オレ達3人は受付のロビー風な所に集まっていた。
外に出るにはもう1階下に降りる形になっている。
決勝に進むチームと逆向きに下へと進んでいく。
その途中で一人見かけた事のある男が近づいてくるのが見えた。
個人的には会いたくない男だが避ける道もない。
「君達・・・そっちは決勝会場とは逆方向だよ」
「そうだよ。オレ達は降りたんだ」
「降りた?
・・・うん。なるほどね。

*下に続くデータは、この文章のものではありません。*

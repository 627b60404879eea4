use serde::{Deserialize, Serialize};

/// Priority band for download scheduling. The derived ordering puts more
/// urgent bands first, so a queue sorted ascending dispatches critical work
/// before anything else. `Unknown` is assigned to identifiers that did not
/// match the manifest and sorts after every real band.
#[derive(
    Copy, Clone, Debug, PartialEq, Eq, PartialOrd, Ord, Hash, Serialize, Deserialize,
)]
#[serde(rename_all = "lowercase")]
pub enum Priority {
    Critical,
    High,
    Medium,
    Low,
    Unknown,
}

impl Priority {
    /// Parse a manifest priority string. Returns `None` for unrecognized
    /// values so the caller can log and pick a default.
    pub fn parse(value: &str) -> Option<Priority> {
        match value.to_ascii_lowercase().as_str() {
            "critical" => Some(Priority::Critical),
            "high" => Some(Priority::High),
            "medium" => Some(Priority::Medium),
            "low" => Some(Priority::Low),
            _ => None,
        }
    }
}

impl std::fmt::Display for Priority {
    fn fmt(
        &self,
        f: &mut std::fmt::Formatter<'_>,
    ) -> std::fmt::Result {
        let name = match self {
            Priority::Critical => "critical",
            Priority::High => "high",
            Priority::Medium => "medium",
            Priority::Low => "low",
            Priority::Unknown => "unknown",
        };
        name.fmt(f)
    }
}

#[cfg(test)]
mod test {
    use super::*;

    #[test]
    fn ordering_puts_critical_first() {
        assert!(Priority::Critical < Priority::High);
        assert!(Priority::High < Priority::Medium);
        assert!(Priority::Medium < Priority::Low);
        assert!(Priority::Low < Priority::Unknown);
    }

    #[test]
    fn parse_known_bands() {
        assert_eq!(Priority::parse("critical"), Some(Priority::Critical));
        assert_eq!(Priority::parse("HIGH"), Some(Priority::High));
        assert_eq!(Priority::parse("medium"), Some(Priority::Medium));
        assert_eq!(Priority::parse("low"), Some(Priority::Low));
        assert_eq!(Priority::parse("urgent"), None);
    }
}
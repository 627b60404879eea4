//! Asset streaming runtime: resolve identifiers against a manifest, download
//! over HTTP with priority scheduling and retries, persist to a local cache,
//! decode into engine resources, and substitute procedural fallbacks when
//! everything else fails.

mod cache;
mod config;
mod decode;
mod error;
mod events;
mod fallback;
mod resolver;
mod scheduler;
mod streamer;
mod transport;

pub use cache::CacheStore;
pub use config::{StreamerConfig, StreamerConfigJson};
pub use decode::decode_asset;
pub use error::{StreamError, StreamResult};
pub use events::StreamEvent;
pub use fallback::{
    fallback_audio, fallback_model, fallback_resource, fallback_texture, FALLBACK_COLOR_RGBA,
};
pub use resolver::{
    AssetInfo, BundledSource, DirBundledSource, LoadStrategy, NullBundledSource, PathResolver,
    FUZZY_MATCH_THRESHOLD,
};
pub use scheduler::{DownloadOutcome, DownloadQueue, DownloadScheduler, DownloadTask};
pub use streamer::{AssetStreamer, LoadingState, StreamerEvent};
pub use transport::{fetch_manifest, FetchError, HttpTransport, StreamingTransport};
mod stream_manager;

use rivulet_base::{AssetResource, CanonicalAssetPath, Manifest, Priority};
use rivulet_streamer::{
    AssetStreamer, BundledSource, DirBundledSource, HttpTransport, NullBundledSource,
    StreamerConfig,
};
use std::path::Path;
use std::sync::Arc;
use stream_manager::{NodeId, SceneBinding, StreamManager};

// Stand-in for a real scene graph: just logs what each node received
#[derive(Default)]
struct LoggingScene {
    settled: usize,
}

impl SceneBinding for LoggingScene {
    fn asset_ready(
        &mut self,
        node: NodeId,
        path: &CanonicalAssetPath,
        resource: &AssetResource,
    ) {
        self.settled += 1;
        println!("node {:?}: {} ready ({:?})", node, path, resource.kind());
    }

    fn asset_failed(
        &mut self,
        node: NodeId,
        path: &CanonicalAssetPath,
        fallback: &AssetResource,
    ) {
        self.settled += 1;
        println!(
            "node {:?}: {} failed, using {:?} fallback",
            node,
            path,
            fallback.kind()
        );
    }
}

fn load_config() -> StreamerConfig {
    let config_path = std::env::args()
        .nth(1)
        .unwrap_or_else(|| "streamer_config.json".to_string());

    match StreamerConfig::from_file(Path::new(&config_path)) {
        Ok(config) => config,
        Err(e) => {
            log::warn!(
                "Could not read config {:?} ({}), using localhost defaults",
                config_path,
                e
            );
            StreamerConfig::new(
                "http://localhost:8080/assets",
                "http://localhost:8080/assets/manifest.json",
                Path::new("demo_cache"),
            )
        }
    }
}

fn main() {
    // Setup logging
    env_logger::Builder::default()
        .write_style(env_logger::WriteStyle::Always)
        .filter_level(log::LevelFilter::Debug)
        .init();

    let config = load_config();
    let bundled: Arc<dyn BundledSource> = match &config.bundled_root {
        Some(root) => Arc::new(DirBundledSource::new(root)),
        None => Arc::new(NullBundledSource),
    };
    let transport =
        Arc::new(HttpTransport::new(config.request_timeout).expect("failed to build HTTP client"));

    // If the manifest cannot be fetched, keep running on bundled resources
    // and fallbacks alone
    let streamer = match AssetStreamer::connect(&config, transport.clone(), bundled.clone()) {
        Ok(streamer) => streamer,
        Err(e) => {
            log::error!("Manifest unavailable ({}), running bundled-only", e);
            AssetStreamer::with_manifest(&config, transport, bundled, Arc::new(Manifest::empty("offline")))
                .expect("failed to start asset streamer")
        }
    };

    let mut manager = StreamManager::new(streamer);
    let mut scene = LoggingScene::default();

    manager.register_node(
        NodeId(1),
        "models/environment/floating_island.glb",
        Priority::Critical,
    );
    manager.register_node(NodeId(2), "textures/terrain/grass.png", Priority::High);
    manager.register_node(NodeId(3), "audio/music/theme.ogg", Priority::Low);
    // Identifier written the way engine scripts pass them
    manager.register_node(NodeId(4), "res://assets/models/props/barrel.glb", Priority::Medium);

    loop {
        std::thread::sleep(std::time::Duration::from_millis(15));
        manager.update(&mut scene);

        if manager.pending_count() == 0 {
            break;
        }
    }

    println!("{} node bindings settled", scene.settled);
}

それが一番の選択だと思うよ。
止めたくても止められない僕のような人も居るんだからね」
そう言い残しオレ達の視線から上へと消えて行った。
最後まで意味深長な説教染みた事を言う男だったな。
確か名前はストレンジャーと言ったか。
今後、何かのきっかけで会う事もあるかもしれないが
その時も出来れば関わりたくない男だ。
ネルソンとの出会いとは逆で
この時もやはり、昔からの天敵な存在だったようにしか感じ取れなかった。
全くこの男とは気が合う気がしない。
会場で最後に会ったのがストレンジャーだったというのも
今後、この大会には関わる事がないだろうという、オレの意志の表れなのかもしれないな。